No doubt, on another trial, all grounds of complaint on this score will be avoided, unless* there is a reason for repeating the course pursued at the last trial. If so, it will lie on the party complaining to convince us of injury to his case by reason of it.

The 2d error assigned is upon the charge, and we think this error is sustained. The rye sold by the sheriff was seized and sold as the property of Myers, but was claimed by the plaintiff, who gave notice of his claim at the sale. The defence to the action against the sheriff was that the store goods exchanged for the rye belonged to Myers and not to the plaintiff. This raised the question whether the sale of the store at Mill Stone Point to the plaintiff was bond fide or colourable, and to shield it from the creditors of the former. If the former, then the rye was Helser’s; if the latter, it was Myers’s, as between the creditors and the plaintiff. The instructions on this aspect of the case are not com*534plained of. But there is testimony that the plaintiff had declared that the rye was not his, and upon the testimony the learned judge charged the jury: “ If you believe that Helser disclaimed all ownership of the property, and spoke of it and treated it as belonging to Myers, it is your duty to render a verdict against him. He has no right to complain if he is taken at his word.”

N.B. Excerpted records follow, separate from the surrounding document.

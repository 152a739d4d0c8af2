use std::io;

use signal_hook::consts::signal::{SIGINT, SIGQUIT, SIGTERM};
use signal_hook::iterator::Signals;
use thiserror::Error;
use tracing::info;

use super::PROCESS_TARGET;

/// Signals that ask the daemon to stop its task.
pub const TERMINATION_SIGNALS: [i32; 3] = [SIGTERM, SIGINT, SIGQUIT];

/// Abstraction over shutdown notification mechanisms.
pub trait ShutdownSignal: Send + 'static {
    /// Registers the notification source.
    ///
    /// Called before the pid file is written so a `stop` issued right after
    /// the daemon becomes visible is never lost.
    fn install(&mut self) -> Result<(), ShutdownError>;

    /// Blocks until shutdown should proceed.
    fn wait(&mut self) -> Result<(), ShutdownError>;
}

/// Errors reported by shutdown signal listeners.
#[derive(Debug, Error)]
pub enum ShutdownError {
    /// Installing signal handlers failed.
    #[error("failed to install signal handlers: {source}")]
    Install {
        /// Underlying IO error.
        #[source]
        source: io::Error,
    },
}

/// Shutdown listener that waits for termination signals.
#[derive(Default)]
pub struct SystemShutdownSignal {
    signals: Option<Signals>,
}

impl SystemShutdownSignal {
    /// Builds a listener; handlers are registered by [`ShutdownSignal::install`].
    #[must_use]
    pub fn new() -> Self {
        Self { signals: None }
    }
}

impl ShutdownSignal for SystemShutdownSignal {
    fn install(&mut self) -> Result<(), ShutdownError> {
        if self.signals.is_none() {
            let signals = Signals::new(TERMINATION_SIGNALS)
                .map_err(|source| ShutdownError::Install { source })?;
            self.signals = Some(signals);
        }
        Ok(())
    }

    fn wait(&mut self) -> Result<(), ShutdownError> {
        self.install()?;
        if let Some(signal) = self
            .signals
            .as_mut()
            .and_then(|signals| signals.forever().next())
        {
            info!(
                target: PROCESS_TARGET,
                signal,
                "shutdown signal received"
            );
        }
        Ok(())
    }
}
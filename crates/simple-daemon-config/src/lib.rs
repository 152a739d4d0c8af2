//! Shared configuration for the `simple-daemon` lifecycle manager.
//!
//! Values are layered by `ortho_config`: built-in defaults, then a TOML file
//! selected with `--config-path` (or `SIMPLE_DAEMON_CONFIG_PATH`), then
//! `SIMPLE_DAEMON_*` environment variables, then command-line flags. The
//! controller and the detached daemon load the same configuration so they
//! agree on where pid and log files live.

mod defaults;
mod logging;
mod working_dir;

use std::time::Duration;

use camino::{Utf8Path, Utf8PathBuf};
use ortho_config::OrthoConfig;
use serde::{Deserialize, Serialize};

pub use defaults::{
    DEFAULT_LOG_FILTER, DEFAULT_POLL_INTERVAL_MS, DEFAULT_SHUTDOWN_TIMEOUT_MS,
    DEFAULT_STARTUP_TIMEOUT_MS, WORKING_DIR_NAME, default_log_filter, default_log_filter_string,
    default_log_format, default_poll_interval_ms, default_shutdown_timeout_ms,
    default_startup_timeout_ms, default_working_dir,
};
pub use logging::{LogFormat, LogFormatParseError};
pub use working_dir::{WorkingDirError, prepare_working_dir};

/// Flags understood by the configuration loader.
///
/// The controller forwards only these (and their values) to
/// [`Config::load_from_iter`]; the first other token is the lifecycle command.
pub const CONFIG_CLI_FLAGS: &[&str] = &[
    "--config-path",
    "--working-dir",
    "--log-filter",
    "--log-format",
    "--startup-timeout-ms",
    "--shutdown-timeout-ms",
    "--poll-interval-ms",
];

/// Runtime configuration shared by the controller and the daemon.
#[derive(Debug, Clone, PartialEq, Eq, Deserialize, Serialize, OrthoConfig)]
#[ortho_config(prefix = "SIMPLE_DAEMON")]
pub struct Config {
    /// Directory holding `<identifier>.pid` and `<identifier>.log`.
    #[serde(default = "default_working_dir")]
    pub working_dir: Utf8PathBuf,
    /// `tracing` filter expression applied inside the daemon.
    #[serde(default = "default_log_filter_string")]
    pub log_filter: String,
    /// Format of structured log lines in the daemon log file.
    #[serde(default = "default_log_format")]
    pub log_format: LogFormat,
    /// Upper bound on the controller's wait for a started daemon.
    #[serde(default = "default_startup_timeout_ms")]
    pub startup_timeout_ms: u64,
    /// Upper bound on the wait for a signalled daemon to exit.
    #[serde(default = "default_shutdown_timeout_ms")]
    pub shutdown_timeout_ms: u64,
    /// Interval between pid-file and liveness probes.
    #[serde(default = "default_poll_interval_ms")]
    pub poll_interval_ms: u64,
}

impl Default for Config {
    fn default() -> Self {
        Self {
            working_dir: default_working_dir(),
            log_filter: default_log_filter_string(),
            log_format: default_log_format(),
            startup_timeout_ms: DEFAULT_STARTUP_TIMEOUT_MS,
            shutdown_timeout_ms: DEFAULT_SHUTDOWN_TIMEOUT_MS,
            poll_interval_ms: DEFAULT_POLL_INTERVAL_MS,
        }
    }
}

impl Config {
    /// Returns a copy of the configuration rooted at `working_dir`.
    #[must_use]
    pub fn with_working_dir(mut self, working_dir: impl Into<Utf8PathBuf>) -> Self {
        self.working_dir = working_dir.into();
        self
    }

    /// Directory holding pid and log files.
    #[must_use]
    pub fn working_dir(&self) -> &Utf8Path {
        self.working_dir.as_path()
    }

    /// `tracing` filter expression for the daemon.
    #[must_use]
    pub fn log_filter(&self) -> &str {
        self.log_filter.as_str()
    }

    /// Output format for daemon log lines.
    #[must_use]
    pub const fn log_format(&self) -> LogFormat {
        self.log_format
    }

    /// How long `start` waits for the daemon to record a live pid.
    #[must_use]
    pub const fn startup_timeout(&self) -> Duration {
        Duration::from_millis(self.startup_timeout_ms)
    }

    /// How long `stop` waits for the signalled daemon to exit.
    #[must_use]
    pub const fn shutdown_timeout(&self) -> Duration {
        Duration::from_millis(self.shutdown_timeout_ms)
    }

    /// Interval between probes while waiting.
    #[must_use]
    pub const fn poll_interval(&self) -> Duration {
        Duration::from_millis(self.poll_interval_ms)
    }
}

This was equivalent to saying that whether there was fraud or not in the purchase and ownership of the rye, the plaintiff’s ease must fail if the jury believed that the plaintiff had denied the ownership of it and declared it belonged to Myers. His declarations were undoubtedly evidence against him, but he was not concluded by them unless on the ground of an estoppel. He and the sheriff were the parties to the transaction on trial. If he proved that he gave notice of his claim at the sale, and the sheriff heard it, he could not estop him from showing his title because of his former declarations, even if ho had been cognisant of them, which was not shown. A man may deny his title, but unless some one is induced to act on the disclaimer in good faith, by investing his money or property, he is not estopped from asserting the truth. The difference is very great between declarations which are only evidence against the party making them and where they bind hint to abide them, as an estoppel, because of the injury it would inflict on an innocent party acting on the faith of them if he were allowed to allege the contrary. It would be a fraud to permit him in such circumstances to do so. “ There must be an assertion of right or fact,” said my brother the chief justice, in Miranville v. Silverthorn, 12 Wright 149, “ by one party, and an acting upon it in good faith by the other, and a detriment to result to the latter by correcting or altering it.”

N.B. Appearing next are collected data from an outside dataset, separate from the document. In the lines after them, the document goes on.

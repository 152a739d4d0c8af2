//! Defines the unified error surface for daemon launch and supervision.

use std::io;
use std::path::PathBuf;

use thiserror::Error;

use simple_daemon_config::WorkingDirError;

use super::daemonizer::DaemonizeError;
use super::shutdown::ShutdownError;
use crate::registry::RegistryError;
use crate::task::TaskError;
use crate::telemetry::TelemetryError;

/// Errors surfaced while launching or supervising the daemon process.
#[derive(Debug, Error)]
pub enum LaunchError {
    /// The working directory could not be prepared.
    #[error(transparent)]
    WorkingDir(#[from] WorkingDirError),
    /// Daemonisation failed.
    #[error("failed to daemonise: {source}")]
    Daemonize {
        /// Underlying daemonisation error.
        #[source]
        source: DaemonizeError,
    },
    /// Telemetry initialisation failed.
    #[error("failed to initialise telemetry: {source}")]
    Telemetry {
        /// Underlying telemetry error.
        #[source]
        source: TelemetryError,
    },
    /// Installing or waiting on the shutdown listener failed.
    #[error("failed to await shutdown signal: {source}")]
    Shutdown {
        /// Underlying shutdown error.
        #[source]
        source: ShutdownError,
    },
    /// Another daemon already holds the pid file.
    #[error("Pid file {} already exists.  Not starting.", .path.display())]
    AlreadyRunning {
        /// Pid file path.
        path: PathBuf,
    },
    /// Writing, probing or removing the pid file failed.
    #[error("pid file operation failed: {source}")]
    Registry {
        /// Underlying registry error.
        #[source]
        source: RegistryError,
    },
    /// A supervision thread could not be spawned.
    #[error("failed to spawn {thread} thread: {source}")]
    Thread {
        /// Name of the thread.
        thread: &'static str,
        /// Underlying IO error.
        #[source]
        source: io::Error,
    },
    /// The task's `start` or `stop` capability failed.
    #[error("daemon task failed: {source}")]
    Task {
        /// Error reported by the task.
        #[source]
        source: TaskError,
    },
    /// The task panicked or vanished without reporting a result.
    #[error("daemon task ended without reporting a result")]
    TaskLost,
    /// `start` did not return within the grace period after `stop`.
    #[error("daemon task did not finish within {timeout_ms} ms of being stopped")]
    StopTimeout {
        /// Grace period in milliseconds.
        timeout_ms: u128,
    },
}

impl From<DaemonizeError> for LaunchError {
    fn from(source: DaemonizeError) -> Self {
        Self::Daemonize { source }
    }
}

impl From<TelemetryError> for LaunchError {
    fn from(source: TelemetryError) -> Self {
        Self::Telemetry { source }
    }
}

impl From<ShutdownError> for LaunchError {
    fn from(source: ShutdownError) -> Self {
        Self::Shutdown { source }
    }
}

impl From<TaskError> for LaunchError {
    fn from(source: TaskError) -> Self {
        Self::Task { source }
    }
}

impl From<RegistryError> for LaunchError {
    fn from(source: RegistryError) -> Self {
        match source {
            RegistryError::AlreadyExists { path } => Self::AlreadyRunning { path },
            other => Self::Registry { source: other },
        }
    }
}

To the same effect are the numerous authorities referred to in the able argument of the counsel for the plaintiff in error. The learned judge erred therefore, we think, in his peremptory instruction that it was the duty of the jury to find against the plaintiff' if they believed that he had disclaimed the ownership of the property, without explaining that this would only be so if the facts were sufficient to estop the plaintiff from gainsaying his former declarations. We do not see the evidence which raises such a defence, and if not, the declarations were but evidence, and did not preclude him from showing the truth as to the ownership of the rye. A party is never held to have talked away his title if no one is injured, although his declarations are evidence against him.

We think there was error in this last point, for which the judgment must be reversed.

Judgment reversed, and venire de novo awarded.